What do the lines from the top of the data through the line with "fn mul_wide(self, rhs: Self)" say? Quote them exactly and include both ends.
(Beginning of Dataset content)
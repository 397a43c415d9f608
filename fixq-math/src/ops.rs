use core::ops::{Add, AddAssign, Div, DivAssign, Mul, MulAssign, Neg, Sub, SubAssign};

use crate::error::{fault, FixedPointError, Operation, Result};
use crate::fixed_point::{
    checked_narrow, saturating_narrow, wrapping_narrow, Fixed, Narrow, Wide,
};

impl<const Q: u32> Fixed<Q> {
    /// `(x * y) >> Q` computed at 64 bits. The shift is arithmetic, so
    /// negative products floor like [`Fixed::to_int`].
    #[inline]
    fn mul_wide(self, rhs: Self) -> Wide {
        (self.raw() as Wide * rhs.raw() as Wide) >> Self::FRAC_BITS
    }

    /// `(x << Q) / y` computed at 64 bits. `|x << Q| <= 2^61`, so neither the
    /// shift nor the quotient can overflow the wide word.
    #[inline]
    fn div_wide(self, rhs: Self) -> Result<Wide> {
        if rhs.raw() == 0 {
            return Err(fault(FixedPointError::DivisionByZero));
        }
        Ok(((self.raw() as Wide) << Self::FRAC_BITS) / rhs.raw() as Wide)
    }

    #[inline]
    fn add_int_wide(self, n: Narrow) -> Wide {
        self.raw() as Wide + ((n as Wide) << Self::FRAC_BITS)
    }

    #[inline]
    fn sub_int_wide(self, n: Narrow) -> Wide {
        self.raw() as Wide - ((n as Wide) << Self::FRAC_BITS)
    }

    #[inline]
    fn div_int_wide(self, n: Narrow) -> Result<Wide> {
        if n == 0 {
            return Err(fault(FixedPointError::DivisionByZero));
        }
        Ok(self.raw() as Wide / n as Wide)
    }

    /// Fixed-point product. Fails if the result does not fit in 32 bits.
    pub fn checked_mul(self, rhs: Self) -> Result<Self> {
        checked_narrow(self.mul_wide(rhs), Operation::Mul).map(Self::from_raw)
    }

    pub fn saturating_mul(self, rhs: Self) -> Self {
        Self::from_raw(saturating_narrow(self.mul_wide(rhs)))
    }

    /// Keeps the low 32 bits of the rescaled product.
    pub fn wrapping_mul(self, rhs: Self) -> Self {
        Self::from_raw(wrapping_narrow(self.mul_wide(rhs)))
    }

    /// Fixed-point quotient, truncated toward zero.
    ///
    /// Fails with [`FixedPointError::DivisionByZero`] when `rhs` is zero and
    /// with [`FixedPointError::Overflow`] when the quotient does not fit.
    pub fn checked_div(self, rhs: Self) -> Result<Self> {
        checked_narrow(self.div_wide(rhs)?, Operation::Div).map(Self::from_raw)
    }

    /// Clamps the quotient. Division by zero is still an error.
    pub fn saturating_div(self, rhs: Self) -> Result<Self> {
        self.div_wide(rhs)
            .map(|wide| Self::from_raw(saturating_narrow(wide)))
    }

    /// Keeps the low 32 bits of the quotient. Division by zero is still an
    /// error.
    pub fn wrapping_div(self, rhs: Self) -> Result<Self> {
        self.div_wide(rhs)
            .map(|wide| Self::from_raw(wrapping_narrow(wide)))
    }

    pub fn checked_add(self, rhs: Self) -> Result<Self> {
        self.raw()
            .checked_add(rhs.raw())
            .map(Self::from_raw)
            .ok_or_else(|| fault(FixedPointError::Overflow { op: Operation::Add }))
    }

    pub fn saturating_add(self, rhs: Self) -> Self {
        Self::from_raw(self.raw().saturating_add(rhs.raw()))
    }

    pub fn wrapping_add(self, rhs: Self) -> Self {
        Self::from_raw(self.raw().wrapping_add(rhs.raw()))
    }

    pub fn checked_sub(self, rhs: Self) -> Result<Self> {
        self.raw()
            .checked_sub(rhs.raw())
            .map(Self::from_raw)
            .ok_or_else(|| fault(FixedPointError::Overflow { op: Operation::Sub }))
    }

    pub fn saturating_sub(self, rhs: Self) -> Self {
        Self::from_raw(self.raw().saturating_sub(rhs.raw()))
    }

    pub fn wrapping_sub(self, rhs: Self) -> Self {
        Self::from_raw(self.raw().wrapping_sub(rhs.raw()))
    }

    /// Fails only for [`Fixed::MIN`].
    pub fn checked_neg(self) -> Result<Self> {
        self.raw()
            .checked_neg()
            .map(Self::from_raw)
            .ok_or_else(|| fault(FixedPointError::Overflow { op: Operation::Neg }))
    }

    pub fn checked_abs(self) -> Result<Self> {
        self.raw()
            .checked_abs()
            .map(Self::from_raw)
            .ok_or_else(|| fault(FixedPointError::Overflow { op: Operation::Neg }))
    }

    /// Absolute value, saturating `MIN` to `MAX`.
    pub fn abs(self) -> Self {
        Self::from_raw(self.raw().saturating_abs())
    }

    /// `x + n` for an integer `n`, without converting `n` first, so `n` may
    /// lie outside `[INT_MIN, INT_MAX]` as long as the sum fits.
    pub fn checked_add_int(self, n: Narrow) -> Result<Self> {
        checked_narrow(self.add_int_wide(n), Operation::Add).map(Self::from_raw)
    }

    pub fn saturating_add_int(self, n: Narrow) -> Self {
        Self::from_raw(saturating_narrow(self.add_int_wide(n)))
    }

    pub fn wrapping_add_int(self, n: Narrow) -> Self {
        Self::from_raw(wrapping_narrow(self.add_int_wide(n)))
    }

    pub fn checked_sub_int(self, n: Narrow) -> Result<Self> {
        checked_narrow(self.sub_int_wide(n), Operation::Sub).map(Self::from_raw)
    }

    pub fn saturating_sub_int(self, n: Narrow) -> Self {
        Self::from_raw(saturating_narrow(self.sub_int_wide(n)))
    }

    pub fn wrapping_sub_int(self, n: Narrow) -> Self {
        Self::from_raw(wrapping_narrow(self.sub_int_wide(n)))
    }

    /// `x * n` for an integer `n`. No rescaling is needed.
    pub fn checked_mul_int(self, n: Narrow) -> Result<Self> {
        checked_narrow(self.raw() as Wide * n as Wide, Operation::MulInt).map(Self::from_raw)
    }

    pub fn saturating_mul_int(self, n: Narrow) -> Self {
        Self::from_raw(saturating_narrow(self.raw() as Wide * n as Wide))
    }

    pub fn wrapping_mul_int(self, n: Narrow) -> Self {
        Self::from_raw(self.raw().wrapping_mul(n))
    }

    /// `x / n` for an integer `n`, truncated toward zero. The only overflow is
    /// `MIN / -1`.
    pub fn checked_div_int(self, n: Narrow) -> Result<Self> {
        checked_narrow(self.div_int_wide(n)?, Operation::DivInt).map(Self::from_raw)
    }

    pub fn saturating_div_int(self, n: Narrow) -> Result<Self> {
        self.div_int_wide(n)
            .map(|wide| Self::from_raw(saturating_narrow(wide)))
    }

    pub fn wrapping_div_int(self, n: Narrow) -> Result<Self> {
        self.div_int_wide(n)
            .map(|wide| Self::from_raw(wrapping_narrow(wide)))
    }
}

/// Turns an arithmetic fault into a panic, as the integer operators do.
#[track_caller]
#[inline]
fn or_panic<T>(result: Result<T>) -> T {
    match result {
        Ok(value) => value,
        Err(err) => panic!("fixed-point arithmetic fault: {err}"),
    }
}

// Operators panic on overflow and on division by zero in every build
// profile. Use the checked_* family to handle faults without panicking.

impl<const Q: u32> Add for Fixed<Q> {
    type Output = Self;

    #[track_caller]
    fn add(self, rhs: Self) -> Self {
        or_panic(self.checked_add(rhs))
    }
}

impl<const Q: u32> Sub for Fixed<Q> {
    type Output = Self;

    #[track_caller]
    fn sub(self, rhs: Self) -> Self {
        or_panic(self.checked_sub(rhs))
    }
}

impl<const Q: u32> Mul for Fixed<Q> {
    type Output = Self;

    #[track_caller]
    fn mul(self, rhs: Self) -> Self {
        or_panic(self.checked_mul(rhs))
    }
}

impl<const Q: u32> Div for Fixed<Q> {
    type Output = Self;

    #[track_caller]
    fn div(self, rhs: Self) -> Self {
        or_panic(self.checked_div(rhs))
    }
}

impl<const Q: u32> Mul<Narrow> for Fixed<Q> {
    type Output = Self;

    #[track_caller]
    fn mul(self, rhs: Narrow) -> Self {
        or_panic(self.checked_mul_int(rhs))
    }
}

impl<const Q: u32> Div<Narrow> for Fixed<Q> {
    type Output = Self;

    #[track_caller]
    fn div(self, rhs: Narrow) -> Self {
        or_panic(self.checked_div_int(rhs))
    }
}

impl<const Q: u32> Neg for Fixed<Q> {
    type Output = Self;

    #[track_caller]
    fn neg(self) -> Self {
        or_panic(self.checked_neg())
    }
}

impl<const Q: u32> AddAssign for Fixed<Q> {
    #[track_caller]
    fn add_assign(&mut self, rhs: Self) {
        *self = *self + rhs;
    }
}

impl<const Q: u32> SubAssign for Fixed<Q> {
    #[track_caller]
    fn sub_assign(&mut self, rhs: Self) {
        *self = *self - rhs;
    }
}

impl<const Q: u32> MulAssign for Fixed<Q> {
    #[track_caller]
    fn mul_assign(&mut self, rhs: Self) {
        *self = *self * rhs;
    }
}

impl<const Q: u32> DivAssign for Fixed<Q> {
    #[track_caller]
    fn div_assign(&mut self, rhs: Self) {
        *self = *self / rhs;
    }
}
(End of Dataset content)
* _Exercise result_
repository 397a43c415d9f608
filename fixq-math/src/ops.rs
use core::ops::{Add, AddAssign, Div, DivAssign, Mul, MulAssign, Neg, Sub, SubAssign};

use crate::error::{fault, FixedPointError, Operation, Result};
use crate::fixed_point::{
    checked_narrow, saturating_narrow, wrapping_narrow, Fixed, Narrow, Wide,
};

impl<const Q: u32> Fixed<Q> {
    /// `(x * y) >> Q` computed at 64 bits. The shift is arithmetic, so
    /// negative products floor like [`Fixed::to_int`].
    #[inline]
    fn mul_wide(self, rhs: Self) -> Wide {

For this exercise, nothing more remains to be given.